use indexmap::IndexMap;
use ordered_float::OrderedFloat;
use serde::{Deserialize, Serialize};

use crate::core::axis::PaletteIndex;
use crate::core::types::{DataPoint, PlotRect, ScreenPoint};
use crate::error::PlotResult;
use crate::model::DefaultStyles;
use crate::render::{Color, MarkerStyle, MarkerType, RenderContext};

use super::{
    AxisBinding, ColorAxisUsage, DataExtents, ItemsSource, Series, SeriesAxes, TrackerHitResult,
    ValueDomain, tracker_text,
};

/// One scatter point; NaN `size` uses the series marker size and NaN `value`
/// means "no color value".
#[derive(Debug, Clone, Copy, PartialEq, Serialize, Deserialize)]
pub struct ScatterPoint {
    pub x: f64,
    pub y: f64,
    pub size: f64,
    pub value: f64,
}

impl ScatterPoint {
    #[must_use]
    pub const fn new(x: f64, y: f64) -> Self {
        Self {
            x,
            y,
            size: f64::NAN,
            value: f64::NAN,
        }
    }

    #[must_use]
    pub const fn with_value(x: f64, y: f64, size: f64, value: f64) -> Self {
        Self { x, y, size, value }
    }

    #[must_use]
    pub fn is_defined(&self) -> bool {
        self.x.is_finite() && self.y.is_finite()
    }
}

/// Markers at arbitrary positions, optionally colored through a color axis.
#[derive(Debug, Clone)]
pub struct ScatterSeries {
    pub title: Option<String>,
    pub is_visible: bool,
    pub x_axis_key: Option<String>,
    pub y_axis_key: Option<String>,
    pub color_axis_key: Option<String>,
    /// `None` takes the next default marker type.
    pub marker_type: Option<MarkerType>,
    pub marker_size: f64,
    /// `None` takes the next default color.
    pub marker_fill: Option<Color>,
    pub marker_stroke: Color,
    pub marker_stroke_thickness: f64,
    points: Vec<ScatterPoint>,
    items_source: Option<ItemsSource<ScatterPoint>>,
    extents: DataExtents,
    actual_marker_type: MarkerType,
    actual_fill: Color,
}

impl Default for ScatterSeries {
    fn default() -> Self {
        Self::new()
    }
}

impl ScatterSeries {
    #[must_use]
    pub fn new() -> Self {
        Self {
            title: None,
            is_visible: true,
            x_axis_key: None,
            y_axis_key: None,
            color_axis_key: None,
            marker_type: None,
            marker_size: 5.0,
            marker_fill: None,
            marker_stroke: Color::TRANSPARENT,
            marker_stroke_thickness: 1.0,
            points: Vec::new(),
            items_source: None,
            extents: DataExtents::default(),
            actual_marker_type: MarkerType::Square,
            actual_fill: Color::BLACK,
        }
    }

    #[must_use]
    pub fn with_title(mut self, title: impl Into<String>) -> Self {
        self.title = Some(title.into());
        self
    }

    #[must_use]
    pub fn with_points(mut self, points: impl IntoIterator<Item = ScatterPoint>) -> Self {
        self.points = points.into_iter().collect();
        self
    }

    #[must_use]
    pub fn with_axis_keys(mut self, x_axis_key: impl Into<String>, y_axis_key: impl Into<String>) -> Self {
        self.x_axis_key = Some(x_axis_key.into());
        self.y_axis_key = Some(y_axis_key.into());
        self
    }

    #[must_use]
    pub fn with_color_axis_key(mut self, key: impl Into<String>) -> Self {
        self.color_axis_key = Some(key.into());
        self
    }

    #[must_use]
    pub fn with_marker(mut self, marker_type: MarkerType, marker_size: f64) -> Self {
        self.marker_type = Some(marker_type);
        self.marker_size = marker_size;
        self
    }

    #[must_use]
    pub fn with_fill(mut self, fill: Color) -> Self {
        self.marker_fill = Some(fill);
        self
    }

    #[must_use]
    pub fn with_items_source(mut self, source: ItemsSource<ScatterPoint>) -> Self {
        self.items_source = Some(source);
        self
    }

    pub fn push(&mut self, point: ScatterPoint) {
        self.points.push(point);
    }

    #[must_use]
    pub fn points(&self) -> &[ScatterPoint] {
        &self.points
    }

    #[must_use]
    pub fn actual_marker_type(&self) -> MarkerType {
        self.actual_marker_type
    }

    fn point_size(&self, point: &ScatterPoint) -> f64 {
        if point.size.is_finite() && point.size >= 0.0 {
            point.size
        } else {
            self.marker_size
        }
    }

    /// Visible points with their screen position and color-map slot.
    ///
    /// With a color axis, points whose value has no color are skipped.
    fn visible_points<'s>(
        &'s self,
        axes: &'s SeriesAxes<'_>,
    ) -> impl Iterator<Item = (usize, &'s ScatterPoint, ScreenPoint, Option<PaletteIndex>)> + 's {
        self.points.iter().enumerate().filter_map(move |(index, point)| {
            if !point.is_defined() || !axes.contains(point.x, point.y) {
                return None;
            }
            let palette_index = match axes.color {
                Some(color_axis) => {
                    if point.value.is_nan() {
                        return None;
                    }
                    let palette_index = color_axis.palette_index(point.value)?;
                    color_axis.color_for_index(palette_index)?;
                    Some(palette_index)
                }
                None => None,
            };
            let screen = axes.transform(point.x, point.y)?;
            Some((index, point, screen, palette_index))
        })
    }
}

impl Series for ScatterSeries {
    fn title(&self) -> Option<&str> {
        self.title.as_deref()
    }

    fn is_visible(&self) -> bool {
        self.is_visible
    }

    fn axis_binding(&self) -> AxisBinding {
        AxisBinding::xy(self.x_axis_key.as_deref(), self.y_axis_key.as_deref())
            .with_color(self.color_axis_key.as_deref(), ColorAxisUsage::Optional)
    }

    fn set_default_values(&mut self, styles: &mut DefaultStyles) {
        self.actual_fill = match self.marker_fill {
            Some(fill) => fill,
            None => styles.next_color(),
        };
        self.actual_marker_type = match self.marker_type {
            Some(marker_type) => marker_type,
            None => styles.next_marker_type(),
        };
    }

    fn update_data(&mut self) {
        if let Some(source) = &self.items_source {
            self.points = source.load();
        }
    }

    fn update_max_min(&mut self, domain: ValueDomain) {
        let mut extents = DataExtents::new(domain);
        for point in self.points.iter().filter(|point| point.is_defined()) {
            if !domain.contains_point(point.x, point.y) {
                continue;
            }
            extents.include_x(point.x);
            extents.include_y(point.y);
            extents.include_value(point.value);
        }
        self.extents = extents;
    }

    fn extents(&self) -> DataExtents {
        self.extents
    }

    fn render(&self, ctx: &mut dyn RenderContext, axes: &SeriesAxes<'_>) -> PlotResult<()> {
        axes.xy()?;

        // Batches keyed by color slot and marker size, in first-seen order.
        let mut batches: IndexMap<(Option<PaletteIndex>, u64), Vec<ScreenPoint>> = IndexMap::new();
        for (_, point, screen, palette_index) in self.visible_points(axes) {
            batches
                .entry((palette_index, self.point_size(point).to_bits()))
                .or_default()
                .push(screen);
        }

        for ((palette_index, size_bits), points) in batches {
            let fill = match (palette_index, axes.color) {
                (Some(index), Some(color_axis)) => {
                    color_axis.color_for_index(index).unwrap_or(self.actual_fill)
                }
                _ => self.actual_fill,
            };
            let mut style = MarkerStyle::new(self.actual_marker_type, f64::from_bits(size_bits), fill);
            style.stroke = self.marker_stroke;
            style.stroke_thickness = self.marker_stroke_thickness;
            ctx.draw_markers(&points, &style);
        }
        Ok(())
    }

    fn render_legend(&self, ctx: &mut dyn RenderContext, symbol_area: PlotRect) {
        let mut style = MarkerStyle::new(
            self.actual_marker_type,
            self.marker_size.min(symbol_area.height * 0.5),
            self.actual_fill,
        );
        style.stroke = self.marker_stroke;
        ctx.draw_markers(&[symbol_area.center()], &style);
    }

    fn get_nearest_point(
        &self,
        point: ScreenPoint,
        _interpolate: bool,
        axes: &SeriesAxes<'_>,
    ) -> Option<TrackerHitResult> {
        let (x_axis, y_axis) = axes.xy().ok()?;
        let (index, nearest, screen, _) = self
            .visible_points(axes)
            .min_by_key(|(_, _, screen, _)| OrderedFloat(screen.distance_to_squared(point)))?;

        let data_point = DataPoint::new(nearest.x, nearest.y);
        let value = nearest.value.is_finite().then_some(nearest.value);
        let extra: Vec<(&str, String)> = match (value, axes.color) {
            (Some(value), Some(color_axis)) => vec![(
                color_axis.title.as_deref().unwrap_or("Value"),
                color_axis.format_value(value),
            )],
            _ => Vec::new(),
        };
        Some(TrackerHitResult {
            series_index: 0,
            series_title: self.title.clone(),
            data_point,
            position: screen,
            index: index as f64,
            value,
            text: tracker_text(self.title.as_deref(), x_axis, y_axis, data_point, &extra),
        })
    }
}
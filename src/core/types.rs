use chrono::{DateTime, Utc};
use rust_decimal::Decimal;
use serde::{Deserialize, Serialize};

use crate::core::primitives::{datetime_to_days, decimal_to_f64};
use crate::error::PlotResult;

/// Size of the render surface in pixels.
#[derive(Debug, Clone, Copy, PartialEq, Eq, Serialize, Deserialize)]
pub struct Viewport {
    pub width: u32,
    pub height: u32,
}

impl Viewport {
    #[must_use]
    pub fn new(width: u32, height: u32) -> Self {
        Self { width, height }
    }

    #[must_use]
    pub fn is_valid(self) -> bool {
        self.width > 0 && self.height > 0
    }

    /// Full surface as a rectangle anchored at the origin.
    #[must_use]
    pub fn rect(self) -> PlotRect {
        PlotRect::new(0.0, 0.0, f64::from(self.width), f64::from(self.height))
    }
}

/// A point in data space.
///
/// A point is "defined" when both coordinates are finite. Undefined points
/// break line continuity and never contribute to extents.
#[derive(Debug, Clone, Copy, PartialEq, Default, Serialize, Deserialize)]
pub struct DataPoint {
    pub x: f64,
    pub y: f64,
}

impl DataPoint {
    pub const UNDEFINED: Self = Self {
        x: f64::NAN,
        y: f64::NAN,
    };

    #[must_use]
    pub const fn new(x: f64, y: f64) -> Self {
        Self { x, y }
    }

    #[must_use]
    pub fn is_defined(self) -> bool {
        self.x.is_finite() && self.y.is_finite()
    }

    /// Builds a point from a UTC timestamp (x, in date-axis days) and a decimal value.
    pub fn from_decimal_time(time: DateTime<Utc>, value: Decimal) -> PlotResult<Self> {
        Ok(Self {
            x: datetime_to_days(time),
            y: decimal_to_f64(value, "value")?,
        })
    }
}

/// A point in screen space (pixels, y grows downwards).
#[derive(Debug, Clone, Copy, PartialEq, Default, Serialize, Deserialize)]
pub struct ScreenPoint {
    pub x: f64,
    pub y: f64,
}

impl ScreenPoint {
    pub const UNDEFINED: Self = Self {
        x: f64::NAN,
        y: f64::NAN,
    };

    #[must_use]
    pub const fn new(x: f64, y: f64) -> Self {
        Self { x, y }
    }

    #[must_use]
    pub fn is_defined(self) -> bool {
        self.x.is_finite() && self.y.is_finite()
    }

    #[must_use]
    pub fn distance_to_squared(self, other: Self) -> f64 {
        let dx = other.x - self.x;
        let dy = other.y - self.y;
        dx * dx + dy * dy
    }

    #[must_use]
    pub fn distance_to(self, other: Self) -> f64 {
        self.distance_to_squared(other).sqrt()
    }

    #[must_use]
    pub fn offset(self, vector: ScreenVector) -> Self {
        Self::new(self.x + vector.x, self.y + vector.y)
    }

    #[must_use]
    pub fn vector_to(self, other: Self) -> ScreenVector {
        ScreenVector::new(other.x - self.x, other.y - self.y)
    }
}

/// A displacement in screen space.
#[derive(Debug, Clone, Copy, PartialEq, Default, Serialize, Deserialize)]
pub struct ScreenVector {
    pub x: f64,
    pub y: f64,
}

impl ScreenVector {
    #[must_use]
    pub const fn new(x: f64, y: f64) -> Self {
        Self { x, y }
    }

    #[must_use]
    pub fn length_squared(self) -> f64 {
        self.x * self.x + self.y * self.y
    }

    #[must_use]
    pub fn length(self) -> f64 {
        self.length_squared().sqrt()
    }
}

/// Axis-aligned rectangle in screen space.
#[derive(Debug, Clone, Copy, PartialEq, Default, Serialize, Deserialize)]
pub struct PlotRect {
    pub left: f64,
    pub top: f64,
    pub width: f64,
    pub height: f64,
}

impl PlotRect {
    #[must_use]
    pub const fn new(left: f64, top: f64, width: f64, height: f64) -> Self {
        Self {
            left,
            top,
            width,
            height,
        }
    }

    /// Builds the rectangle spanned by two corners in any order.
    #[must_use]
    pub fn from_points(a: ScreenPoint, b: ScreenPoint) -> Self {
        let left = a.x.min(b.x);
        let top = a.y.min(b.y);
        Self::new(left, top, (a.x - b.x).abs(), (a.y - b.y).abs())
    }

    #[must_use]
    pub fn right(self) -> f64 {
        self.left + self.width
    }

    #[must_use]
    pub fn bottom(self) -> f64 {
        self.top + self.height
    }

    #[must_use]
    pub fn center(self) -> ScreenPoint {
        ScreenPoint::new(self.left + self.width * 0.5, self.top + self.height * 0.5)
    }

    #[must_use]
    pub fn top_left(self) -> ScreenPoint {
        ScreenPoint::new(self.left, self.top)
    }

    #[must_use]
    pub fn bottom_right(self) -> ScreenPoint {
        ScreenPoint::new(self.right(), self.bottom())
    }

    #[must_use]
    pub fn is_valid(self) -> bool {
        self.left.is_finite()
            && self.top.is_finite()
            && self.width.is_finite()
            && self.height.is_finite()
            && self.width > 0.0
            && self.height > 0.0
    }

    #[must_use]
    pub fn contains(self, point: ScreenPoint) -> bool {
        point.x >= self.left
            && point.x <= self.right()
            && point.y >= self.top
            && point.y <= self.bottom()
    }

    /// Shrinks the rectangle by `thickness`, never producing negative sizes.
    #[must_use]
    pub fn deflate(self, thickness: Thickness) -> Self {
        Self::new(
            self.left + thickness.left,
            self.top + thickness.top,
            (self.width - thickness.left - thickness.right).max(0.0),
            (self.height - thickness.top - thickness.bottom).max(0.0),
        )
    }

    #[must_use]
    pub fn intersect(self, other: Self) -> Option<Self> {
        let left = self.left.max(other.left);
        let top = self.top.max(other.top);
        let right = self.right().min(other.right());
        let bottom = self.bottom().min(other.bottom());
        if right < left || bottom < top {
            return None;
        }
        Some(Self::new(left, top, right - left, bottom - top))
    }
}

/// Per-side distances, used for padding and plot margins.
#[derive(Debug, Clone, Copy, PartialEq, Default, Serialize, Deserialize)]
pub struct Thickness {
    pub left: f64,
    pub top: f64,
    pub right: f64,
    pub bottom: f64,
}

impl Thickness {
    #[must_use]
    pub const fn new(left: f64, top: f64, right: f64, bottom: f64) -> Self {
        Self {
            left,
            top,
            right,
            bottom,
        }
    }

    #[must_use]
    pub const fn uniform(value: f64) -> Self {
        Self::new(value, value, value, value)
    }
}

------------------------------------------------------------------------

- [EXERCISE DESCRIPTION]:
Go through the material line by line, tally each line containing "match", and give the total only.

- [SOLUTION FOR THIS EXERCISE]:
5